Wednesday, December 15, 2010

It's All About Me

It's all about me, although I don't want it to be.  I just slogged through the company's performance self-appraisal, where you get to wax eloquent about how great you are.

It's a process that I despise, trying to fit my "real" job into these artificially crafted categories and company goals developed by some corporate wonk that's too far removed from day to day operations to be relevant.

Goals? How about: I wore pants. Everyday.  Everyone's grateful for that one; that's gotta be worth a couple hundred bucks in the old paycheck, yes?

If you don't play the game and fill out the paperwork, you don't get a raise. Period. Talk about leverage. I'm allergic to paperwork and will go miles out of my way to avoid it.  My usual excuse is "I'm an IT geek. I don't actually know how to read."

Several years ago, I developed a system to defend myself against this yearly dread. I simply wrote down in my ledger what I did that day. That way I could refer back to it when it was review time. I've always preferred to let my work speak for itself, so I try to work hard and produce good results. Rather than try to come up with wonderful and vague generalizations about my year, I simply copy stuff from my ledger. I usually get comments from the higher-ups on how detailed my review was and how well I backed up my case.
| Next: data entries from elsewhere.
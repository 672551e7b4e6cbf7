//! Station crawler: collects cities, stations and station details from a
//! scooter-sharing platform's public API and forwards every record to Kafka.
//!
//! The crawl is a strictly sequential three-stage pipeline:
//! cities -> stations per city -> details per station. Each stage paces its
//! requests and publishes each successful record as soon as it is fetched.

pub mod api;
pub mod config;
pub mod crawler;
pub mod model;
pub mod output;
pub mod publish;

use thiserror::Error;

/// Main error type for crawler operations
#[derive(Debug, Error)]
pub enum CrawlerError {
    #[error("Configuration error: {0}")]
    Config(#[from] ConfigError),

    #[error("HTTP client error: {0}")]
    Http(#[from] reqwest::Error),

    #[error("Invalid proxy '{url}': {source}")]
    Proxy { url: String, source: reqwest::Error },

    #[error("JSON error: {0}")]
    Json(#[from] serde_json::Error),

    #[error("IO error: {0}")]
    Io(#[from] std::io::Error),
}

/// Configuration-specific errors
#[derive(Debug, Error)]
pub enum ConfigError {
    #[error("Failed to read config file: {0}")]
    Io(#[from] std::io::Error),

    #[error("Failed to parse TOML: {0}")]
    Parse(#[from] toml::de::Error),

    #[error("Validation error: {0}")]
    Validation(String),

    #[error("Invalid URL in config: {0}")]
    InvalidUrl(String),
}

/// Result type alias for crawler operations
pub type Result<T> = std::result::Result<T, CrawlerError>;

/// Result type alias for configuration operations
pub type ConfigResult<T> = std::result::Result<T, ConfigError>;

// Re-export commonly used types
pub use api::{ApiClient, FailureKind, FetchError};
pub use config::Config;
pub use crawler::{resolve_station_array, Pacer, StageReport, StationArray};
pub use model::{City, CityInfo, CityStations, StationDetails, StationRef};
pub use publish::{Category, KafkaSink, MessageSink, OutboundMessage, Publisher};
//! Run statistics printed at the end of each stage

use crate::api::FailureKind;
use crate::crawler::{resolve_station_response, StageReport};
use crate::model::{key, City, CityStations};
use std::collections::HashMap;

/// Counters derived from a [`StageReport`]
#[derive(Debug, Clone, PartialEq)]
pub struct StageStatistics {
    pub attempted: usize,
    pub succeeded: usize,
    pub failures_by_kind: HashMap<FailureKind, usize>,
    pub published: usize,
    pub publish_failures: usize,
}

impl StageStatistics {
    pub fn from_report<T>(report: &StageReport<T>) -> Self {
        let mut failures_by_kind = HashMap::new();
        for failure in &report.failures {
            *failures_by_kind.entry(failure.error.kind()).or_insert(0) += 1;
        }

        Self {
            attempted: report.attempted,
            succeeded: report.len(),
            failures_by_kind,
            published: report.published,
            publish_failures: report.publish_failures,
        }
    }

    pub fn failed(&self) -> usize {
        self.failures_by_kind.values().sum()
    }

    /// Percentage of attempted items that produced a record
    pub fn success_rate(&self) -> f64 {
        if self.attempted > 0 {
            (self.succeeded as f64 / self.attempted as f64) * 100.0
        } else {
            0.0
        }
    }
}

/// Lists every fetched city as `province-city (code)`
pub fn print_city_summary(cities: &[City]) {
    println!("Fetched {} cities", cities.len());
    for (index, city) in cities.iter().enumerate() {
        println!(
            "{}. {}-{} (code: {})",
            index + 1,
            province_label(city),
            city.display_name(),
            city.code()
        );
    }
}

fn province_label(city: &City) -> String {
    if city.province_name.is_null() {
        "?".to_string()
    } else {
        key::label(&city.province_name)
    }
}

/// Prints the station-list stage outcome, counting stations via the resolver
pub fn print_station_summary(report: &StageReport<CityStations>) {
    let total_stations: usize = report
        .records
        .values()
        .map(|city| resolve_station_response(&city.station_data).len())
        .sum();

    println!("\n=== Station Lists ===");
    println!(
        "Crawl finished: {} stations across {} cities",
        total_stations,
        report.len()
    );
    print_stage_statistics(&StageStatistics::from_report(report), "cities");
}

/// Prints the station-detail stage outcome
pub fn print_detail_summary<T>(report: &StageReport<T>) {
    println!("\n=== Station Details ===");
    println!("Crawl finished: details for {} stations", report.len());
    print_stage_statistics(&StageStatistics::from_report(report), "stations");
}

fn print_stage_statistics(stats: &StageStatistics, noun: &str) {
    println!(
        "Success Rate: {:.1}% ({} / {} {})",
        stats.success_rate(),
        stats.succeeded,
        stats.attempted,
        noun
    );

    if stats.failed() > 0 {
        println!("Failures:");
        let mut counts: Vec<_> = stats.failures_by_kind.iter().collect();
        counts.sort_by(|a, b| b.1.cmp(a.1));
        for (kind, count) in counts {
            println!("  {:?}: {}", kind, count);
        }
    }

    if stats.published > 0 || stats.publish_failures > 0 {
        println!(
            "Published: {} ({} failed)",
            stats.published, stats.publish_failures
        );
    }
}
use crate::api::{CityQuery, Endpoint, FetchError};
use crate::crawler::Crawler;
use crate::model::City;
use serde::Deserialize;
use serde_json::Value;

impl Crawler {
    /// Fetches every operationally active city
    ///
    /// The endpoint returns all cities in one response, grouped; the groups
    /// are flattened in order. Any failure is terminal for this stage.
    pub async fn fetch_cities(&self) -> Result<Vec<City>, FetchError> {
        tracing::info!("Fetching city list...");

        let body = match self.api.post(Endpoint::CityInfo, &CityQuery::active()).await {
            Ok(body) => body,
            Err(e) => {
                tracing::error!("Failed to fetch city list: {}", e);
                return Err(e);
            }
        };

        let cities = extract_cities(&body);
        tracing::info!("Fetched {} cities", cities.len());
        Ok(cities)
    }
}

/// Flattens `data[*].areaInfoDtoList[*]` into cities
///
/// Entries that are not JSON objects are skipped.
pub fn extract_cities(body: &Value) -> Vec<City> {
    let Some(groups) = body.get("data").and_then(Value::as_array) else {
        return Vec::new();
    };

    groups
        .iter()
        .filter_map(|group| group.get("areaInfoDtoList").and_then(Value::as_array))
        .flatten()
        .filter(|city| city.is_object())
        .filter_map(|city| City::deserialize(city).ok())
        .collect()
}
use crate::model::key;
use serde::{Deserialize, Serialize};
use serde_json::Value;

/// An operationally active city, as returned by the city endpoint
///
/// Only these five fields are kept from each upstream city record, each
/// copied as-is; a missing field is `null`.
#[derive(Debug, Clone, PartialEq, Serialize, Deserialize)]
#[serde(rename_all = "camelCase")]
pub struct City {
    #[serde(default)]
    pub city_name: Value,

    #[serde(default)]
    pub city_code: Value,

    #[serde(default)]
    pub city_lat: Value,

    #[serde(default)]
    pub city_lng: Value,

    #[serde(default)]
    pub province_name: Value,
}

impl City {
    /// Join key into station records; empty when upstream omitted it
    pub fn code(&self) -> String {
        key::join_key(&self.city_code)
    }

    /// Name for progress output, falling back to the code
    pub fn display_name(&self) -> String {
        display_name(&self.city_name, &self.city_code)
    }
}

fn display_name(name: &Value, code: &Value) -> String {
    if name.is_null() {
        key::join_key(code)
    } else {
        key::label(name)
    }
}

/// The part of a [`City`] carried along with its station list
#[derive(Debug, Clone, PartialEq, Serialize, Deserialize)]
#[serde(rename_all = "camelCase")]
pub struct CityInfo {
    #[serde(default)]
    pub city_name: Value,
    #[serde(default)]
    pub city_code: Value,
    #[serde(default)]
    pub province_name: Value,
}

impl From<&City> for CityInfo {
    fn from(city: &City) -> Self {
        Self {
            city_name: city.city_name.clone(),
            city_code: city.city_code.clone(),
            province_name: city.province_name.clone(),
        }
    }
}

/// One city's station-list result: the city plus the raw upstream response
///
/// This is also the `data_json` payload of a station-list message.
#[derive(Debug, Clone, PartialEq, Serialize, Deserialize)]
pub struct CityStations {
    pub city_info: CityInfo,
    pub station_data: Value,
}

impl CityStations {
    pub fn city_name(&self) -> String {
        display_name(&self.city_info.city_name, &self.city_info.city_code)
    }
}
It's because I'm lazy, believe me.

Now, just to make my life hard, I'm getting calls from the Corporate proposal team, who want to use my resume to win new work for the company. That's how I ended up going back downtown last year. They used my name on the proposal and promised I wouldn't have to be on that contract -- and then bid me as a key individual and were shocked when they won -- and I had to go work it. I've spent the last six months working to find my way back to the office near home. Yo, boss: anybody see a pregnant lady with 5 other kids in my house?!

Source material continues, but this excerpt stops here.